When it comes to muscle cars, options are everything in valuing a car or determining its rarity. The seller of this 1967 Chevrolet Camaro RS/SS barn find claims it’s a very rare car, but is it really that rare? We decided to do some investigating and find out just how rare of a car it really is. If you’re interested in doing some digging of your own, the car can be found here on eBay.

Let’s start at the most important option, the engine. This car is a true SS and came with the L48 option, which means this car came with the 350 cui V8 and a Muncie four speed gearbox. For those that aren’t Camaro experts the L48 option also included the heavy-duty 12 bolt rear end from the Z/28 and a traction bar. The SS350 was rated at 295 hp and offered decent performance, but wasn’t the most powerful option. There were over 34,000 cars built in ’67 with the SS option and while it’s a fraction of the Camaros built, it’s still a decent number of cars. As you can see this engine is rough, and while the owner claims it turns freely, will need to be rebuilt.

This car was also optioned with the RS visual package and the Y code interior, which included the Strato-bucket seats with the optional headrests. Exact production numbers of this option are hard to come by, but it seems to be a fairly uncommon option. Sadly, it is very rough and in need of some serious attention. We wonder if this color combination is an uncommon combination, but sadly specific production numbers are hard to find.
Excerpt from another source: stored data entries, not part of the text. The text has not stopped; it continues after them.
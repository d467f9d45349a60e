//! Unified error handling system
//!
//! Provides structured error types with context, recovery suggestions, and proper error chaining

use chrono::{DateTime, Utc};
use serde::{Deserialize, Serialize};
use thiserror::Error;
use tracing::{error, warn};

pub type RepomapResult<T> = Result<T, RepomapError>;

/// Error context providing additional information for debugging and recovery
#[derive(Debug, Clone, Serialize, Deserialize)]
pub struct ErrorContext {
    /// Unique error ID for tracking
    pub error_id: String,
    /// Timestamp when error occurred
    pub timestamp: DateTime<Utc>,
    /// Component where error originated
    pub component: String,
    /// Operation being performed when error occurred
    pub operation: Option<String>,
    /// Additional metadata
    pub metadata: std::collections::HashMap<String, String>,
    /// Recovery suggestions
    pub recovery_suggestions: Vec<String>,
}

impl ErrorContext {
    pub fn new(component: &str) -> Self {
        Self {
            error_id: uuid::Uuid::new_v4().to_string(),
            timestamp: Utc::now(),
            component: component.to_string(),
            operation: None,
            metadata: std::collections::HashMap::new(),
            recovery_suggestions: Vec::new(),
        }
    }

    pub fn with_operation(mut self, operation: &str) -> Self {
        self.operation = Some(operation.to_string());
        self
    }

    pub fn with_metadata(mut self, key: &str, value: &str) -> Self {
        self.metadata.insert(key.to_string(), value.to_string());
        self
    }

    pub fn with_suggestion(mut self, suggestion: &str) -> Self {
        self.recovery_suggestions.push(suggestion.to_string());
        self
    }
}

/// Main error type for the repomap system
#[derive(Error, Debug)]
pub enum RepomapError {
    #[error("Repository error: {message}")]
    Repository {
        message: String,
        #[source]
        source: Option<Box<dyn std::error::Error + Send + Sync>>,
        context: ErrorContext,
    },

    #[error("Graph error: {message}")]
    Graph {
        message: String,
        #[source]
        source: Option<Box<dyn std::error::Error + Send + Sync>>,
        context: ErrorContext,
    },

    #[error("Layout error: {message}")]
    Layout {
        message: String,
        #[source]
        source: Option<Box<dyn std::error::Error + Send + Sync>>,
        context: ErrorContext,
    },

    #[error("Analysis error: {message}")]
    Analysis {
        message: String,
        #[source]
        source: Option<Box<dyn std::error::Error + Send + Sync>>,
        context: ErrorContext,
    },

    #[error("Configuration error: {message}")]
    Config {
        message: String,
        #[source]
        source: Option<Box<dyn std::error::Error + Send + Sync>>,
        context: ErrorContext,
    },

    #[error("Network error: {message}")]
    Network {
        message: String,
        #[source]
        source: Option<Box<dyn std::error::Error + Send + Sync>>,
        context: ErrorContext,
    },

    #[error("Validation error: {message}")]
    Validation {
        message: String,
        field: Option<String>,
        context: ErrorContext,
    },

    #[error("Resource not found: {resource}")]
    NotFound {
        resource: String,
        context: ErrorContext,
    },

    #[error("Rate limit exceeded: {message}")]
    RateLimit {
        message: String,
        retry_after_ms: Option<u64>,
        context: ErrorContext,
    },

    #[error("IO error: {0}")]
    Io(#[from] std::io::Error),

    #[error("Serialization error: {0}")]
    Serialization(#[from] serde_json::Error),

    #[error("Internal error: {message}")]
    Internal {
        message: String,
        #[source]
        source: Option<Box<dyn std::error::Error + Send + Sync>>,
        context: ErrorContext,
    },
}

impl RepomapError {
    /// Get the error context
    pub fn context(&self) -> Option<&ErrorContext> {
        match self {
            RepomapError::Repository { context, .. } => Some(context),
            RepomapError::Graph { context, .. } => Some(context),
            RepomapError::Layout { context, .. } => Some(context),
            RepomapError::Analysis { context, .. } => Some(context),
            RepomapError::Config { context, .. } => Some(context),
            RepomapError::Network { context, .. } => Some(context),
            RepomapError::Validation { context, .. } => Some(context),
            RepomapError::NotFound { context, .. } => Some(context),
            RepomapError::RateLimit { context, .. } => Some(context),
            RepomapError::Internal { context, .. } => Some(context),
            _ => None,
        }
    }

    /// Check if error is recoverable by retrying the user action
    pub fn is_recoverable(&self) -> bool {
        match self {
            RepomapError::Network { .. } => true,
            RepomapError::RateLimit { .. } => true,
            RepomapError::Config { .. } => false,
            RepomapError::Validation { .. } => false,
            RepomapError::NotFound { .. } => false,
            _ => false,
        }
    }

    /// Short user-facing message suitable for a notification line
    pub fn user_message(&self) -> String {
        match self {
            RepomapError::Validation { message, .. } => message.clone(),
            RepomapError::NotFound { resource, .. } => {
                format!("{} was not found (is the repository public?)", resource)
            }
            RepomapError::RateLimit { .. } => {
                "GitHub API rate limit exceeded; add a token and try again".to_string()
            }
            other => other.to_string(),
        }
    }

    /// Log the error with appropriate level
    pub fn log(&self) {
        match self {
            RepomapError::Internal { .. } => {
                error!(
                    error_id = ?self.context().map(|c| &c.error_id),
                    error = %self,
                    "Internal error occurred"
                );
            }
            RepomapError::Config { .. } | RepomapError::Validation { .. } => {
                error!(
                    error_id = ?self.context().map(|c| &c.error_id),
                    error = %self,
                    "Configuration or validation error"
                );
            }
            RepomapError::Network { .. } | RepomapError::RateLimit { .. } => {
                warn!(
                    error_id = ?self.context().map(|c| &c.error_id),
                    error = %self,
                    "Network or rate-limit error (may be recoverable)"
                );
            }
            _ => {
                error!(
                    error_id = ?self.context().map(|c| &c.error_id),
                    error = %self,
                    "Error occurred"
                );
            }
        }
    }
}

/// Convenience macros for creating errors with context
#[macro_export]
macro_rules! repository_error {
    ($msg:expr, $component:expr) => {
        RepomapError::Repository {
            message: $msg.to_string(),
            source: None,
            context: ErrorContext::new($component),
        }
    };
    ($msg:expr, $component:expr, $source:expr) => {
        RepomapError::Repository {
            message: $msg.to_string(),
            source: Some(Box::new($source)),
            context: ErrorContext::new($component),
        }
    };
}

#[macro_export]
macro_rules! config_error {
    ($msg:expr, $component:expr) => {
        RepomapError::Config {
            message: $msg.to_string(),
            source: None,
            context: ErrorContext::new($component)
                .with_suggestion("Check your configuration file")
                .with_suggestion("Run 'repomap config --init' to create default config"),
        }
    };
}

#[macro_export]
macro_rules! validation_error {
    ($msg:expr, $field:expr, $component:expr) => {
        RepomapError::Validation {
            message: $msg.to_string(),
            field: Some($field.to_string()),
            context: ErrorContext::new($component)
                .with_suggestion("Check the field value and format"),
        }
    };
}

#[macro_export]
macro_rules! not_found_error {
    ($resource:expr, $component:expr) => {
        RepomapError::NotFound {
            resource: $resource.to_string(),
            context: ErrorContext::new($component)
                .with_suggestion("Verify the resource path or URL")
                .with_suggestion("Check if the resource exists and is accessible"),
        }
    };
}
After all our digging, it doesn’t appear that any one of this car’s options is extremely rare. That isn’t to say it isn’t rare, but not because of just one option. The combination of options and that fact that this car is an early production car is what makes it rare. While it isn’t as rare as a Z/28, it’s still a very desirable car. Our biggest concern isn’t the desirability though, it’s the condition. With all the surface rust, we would be sure to inspect it closely for any serious rust. What do you guys think? Is this a project you’d be willing to take on, or is it too rusty? If you dig up any more Camaro production numbers, please share!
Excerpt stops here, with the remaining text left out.